Aborsi
Korban Pemerkosaan
Ainna Amalia FN ; Dosen Psikologi UIN Sunan Ampel
Surabaya,
Pengurus
Lembaga Kemaslahatan Keluarga NU Wilayah Jawa Timur
|
SINAR
HARAPAN, 29 Agustus 2014
Di tengah hiruk-pikuk penentuan komposisi kabinet Jokowi, ada
kasus lain yang juga hangat diperbincangkan, yaitu Peraturan Pemerintah (PP)
No 61/2014 tentang Kesehatan Reproduksi yang mengatur soal aborsi. Legalitas
aborsi bagi perempuan yang sedang hamil menuai pro kontra banyak kalangan.
Menurut PP ini, tindakan aborsi boleh dilakukan dengan alasan.
Pertama, adanya indikasi kedaruratan medis. Situasi darurat medis itu apabila
kehamilan yang terjadi dapat membahayakan jiwa ibu maupun janin yang dikandung
jika dia lahir kelak.
Kedua, kehamilan akibat pemerkosaan. Korban pemerkosaan yang
hamil berada dalam situasi darurat mentalnya. Mereka mengalami trauma
psikologis yang luar biasa akibat paksaan dalam hubungan senggama.
Sebagaimana bunyi Pasal 31 Ayat (2) PP No 61/2014, tindakan
aborsi akibat pemerkosaan hanya dapat dilakukan apabila usia kehamilan paling
lama berusia 40 (empat puluh) hari dihitung sejak hari pertama haid terakhir.
Dua alasan ini saya kira cukup logis untuk melegalkan aborsi
bagi perempuan yang hamil agar mereka mendapatkan proses aborsi yang bermutu,
aman, dan bertanggung jawab. Walaupun harus dengan pengawasan yang ketat,
agar tidak disalahgunakan pihak-pihak yang gemar melakukan seks bebas.
Selanjutnya muncul pertanyaannya, apakah PP ini juga memayungi
kehamilan karena pemerkosaan yang terjadi dalam pernikahan? Korban
pemerkosaan, baik itu oleh suami atau oleh orang lain, secara psikologis
mengalami trauma yang sama.
Pertanyaan saya ini cukup relevan. Sebab berdasarkan penelitian,
satu dari tiga istri pernah mengalami kekerasan seksual berupa pemerkosaan
oleh suaminya (Farha Ciciek, 1999:28).

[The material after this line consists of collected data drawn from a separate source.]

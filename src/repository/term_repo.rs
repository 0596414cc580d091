//! Term Repository
//!
//! SQLite-backed implementation for Term CRUD, search, and the card view
//! (term plus ranked translations) used by search results.
//! Aliases are stored as a JSON array in a single column.

use async_trait::async_trait;
use rusqlite::{params, Connection};

use crate::domain::{DomainError, DomainResult, Term, TermCard};
use crate::ranking::sort_translations;
use super::db::SharedConnection;
use super::traits::{Repository, TermCatalog};
use super::translation_repo::load_translations;

const TERM_COLUMNS: &str = "id, name, aliases, note, created_at";

fn not_initialized() -> DomainError {
    DomainError::Internal("Database not initialized".to_string())
}

fn persistence(e: rusqlite::Error) -> DomainError {
    DomainError::Persistence(e.to_string())
}

/// SQLite implementation of Term repository
pub struct TermRepository {
    conn: SharedConnection,
}

impl TermRepository {
    pub fn new(conn: SharedConnection) -> Self {
        Self { conn }
    }
}

/// Escape LIKE wildcards so user input only ever matches literally
pub(super) fn escape_like(query: &str) -> String {
    let mut escaped = String::with_capacity(query.len());
    for c in query.chars() {
        if matches!(c, '\\' | '%' | '_') {
            escaped.push('\\');
        }
        escaped.push(c);
    }
    escaped
}

fn row_to_term(row: &rusqlite::Row) -> rusqlite::Result<Term> {
    let aliases: String = row.get(2)?;
    Ok(Term {
        id: row.get(0)?,
        name: row.get(1)?,
        aliases: serde_json::from_str(&aliases).unwrap_or_default(),
        note: row.get::<_, Option<String>>(3)?,
        created_at: row.get::<_, Option<i64>>(4)?,
    })
}

fn query_terms(conn: &Connection, sql: &str, args: &[&dyn rusqlite::ToSql]) -> DomainResult<Vec<Term>> {
    let mut stmt = conn.prepare(sql).map_err(persistence)?;
    let rows = stmt.query_map(args, row_to_term).map_err(persistence)?;
    rows.collect::<Result<Vec<_>, _>>().map_err(persistence)
}

fn encode_aliases(aliases: &[String]) -> DomainResult<String> {
    serde_json::to_string(aliases).map_err(|e| DomainError::Internal(e.to_string()))
}

fn search_terms(conn: &Connection, query: &str) -> DomainResult<Vec<Term>> {
    let pattern = format!("{}%", escape_like(query));
    query_terms(
        conn,
        &format!(
            "SELECT {} FROM terms
             WHERE name LIKE ?1 ESCAPE '\\'
                OR EXISTS (SELECT 1 FROM json_each(terms.aliases) WHERE json_each.value = ?2)
             ORDER BY name COLLATE NOCASE, id",
            TERM_COLUMNS
        ),
        params![pattern, query],
    )
}

fn lookup_terms(conn: &Connection, name: &str) -> DomainResult<Vec<Term>> {
    query_terms(
        conn,
        &format!(
            "SELECT {} FROM terms
             WHERE name = ?1 COLLATE NOCASE
                OR EXISTS (SELECT 1 FROM json_each(terms.aliases) WHERE json_each.value = ?1)
             ORDER BY name COLLATE NOCASE, id",
            TERM_COLUMNS
        ),
        params![name],
    )
}

fn to_cards(conn: &Connection, terms: Vec<Term>) -> DomainResult<Vec<TermCard>> {
    terms
        .into_iter()
        .map(|term| {
            let mut translations = load_translations(conn, term.id)?;
            sort_translations(&mut translations);
            Ok(TermCard { term, translations })
        })
        .collect()
}

#[async_trait]
impl Repository<Term> for TermRepository {
    async fn create(&self, entity: &Term) -> DomainResult<Term> {
        let guard = self.conn.lock().await;
        let conn = guard.as_ref().ok_or_else(not_initialized)?;

        let now = chrono::Utc::now().timestamp_millis();
        conn.execute(
            "INSERT INTO terms (name, aliases, note, created_at) VALUES (?, ?, ?, ?)",
            params![entity.name, encode_aliases(&entity.aliases)?, entity.note, now],
        )
        .map_err(persistence)?;

        let mut term = entity.clone();
        term.id = conn.last_insert_rowid();
        term.created_at = Some(now);
        Ok(term)
    }

    async fn find_by_id(&self, id: i64) -> DomainResult<Option<Term>> {
        let guard = self.conn.lock().await;
        let conn = guard.as_ref().ok_or_else(not_initialized)?;

        let terms = query_terms(
            conn,
            &format!("SELECT {} FROM terms WHERE id = ?", TERM_COLUMNS),
            params![id],
        )?;
        Ok(terms.into_iter().next())
    }

    /// Newest first, as the admin table shows them
    async fn list(&self) -> DomainResult<Vec<Term>> {
        let guard = self.conn.lock().await;
        let conn = guard.as_ref().ok_or_else(not_initialized)?;

        query_terms(
            conn,
            &format!("SELECT {} FROM terms ORDER BY created_at DESC, id DESC", TERM_COLUMNS),
            params![],
        )
    }

    async fn update(&self, entity: &Term) -> DomainResult<Term> {
        let guard = self.conn.lock().await;
        let conn = guard.as_ref().ok_or_else(not_initialized)?;

        let changed = conn
            .execute(
                "UPDATE terms SET name = ?, aliases = ?, note = ? WHERE id = ?",
                params![entity.name, encode_aliases(&entity.aliases)?, entity.note, entity.id],
            )
            .map_err(persistence)?;
        if changed == 0 {
            return Err(DomainError::NotFound(format!("Term {} not found", entity.id)));
        }
        Ok(entity.clone())
    }

    /// Translations go with the term (ON DELETE CASCADE)
    async fn delete(&self, id: i64) -> DomainResult<()> {
        let guard = self.conn.lock().await;
        let conn = guard.as_ref().ok_or_else(not_initialized)?;

        let changed = conn
            .execute("DELETE FROM terms WHERE id = ?", params![id])
            .map_err(persistence)?;
        if changed == 0 {
            return Err(DomainError::NotFound(format!("Term {} not found", id)));
        }
        Ok(())
    }
}

#[async_trait]
impl TermCatalog for TermRepository {
    async fn search_cards(&self, query: &str) -> DomainResult<Vec<TermCard>> {
        let guard = self.conn.lock().await;
        let conn = guard.as_ref().ok_or_else(not_initialized)?;
        let terms = search_terms(conn, query)?;
        to_cards(conn, terms)
    }

    async fn lookup_cards(&self, name: &str) -> DomainResult<Vec<TermCard>> {
        let guard = self.conn.lock().await;
        let conn = guard.as_ref().ok_or_else(not_initialized)?;
        let terms = lookup_terms(conn, name)?;
        to_cards(conn, terms)
    }
}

Suami memerkosa istri (marital rape)
itu berarti melakukan ancaman dan paksaan untuk berhubungan seksual tanpa
melihat dan mempertimbangkan kesediaan dan kesiapan istri.
Padahal, setiap istri berhak menjalani kehidupan seksual yang
sehat secara aman, tanpa ada paksaan dan diskriminasi, tanpa rasa takut,
malu, dan rasa bersalah. Bebas dari kekerasan fisik dan mental, bebas
mengatur kehamilannya, sehingga suami tidak punya hak monopoli seksual.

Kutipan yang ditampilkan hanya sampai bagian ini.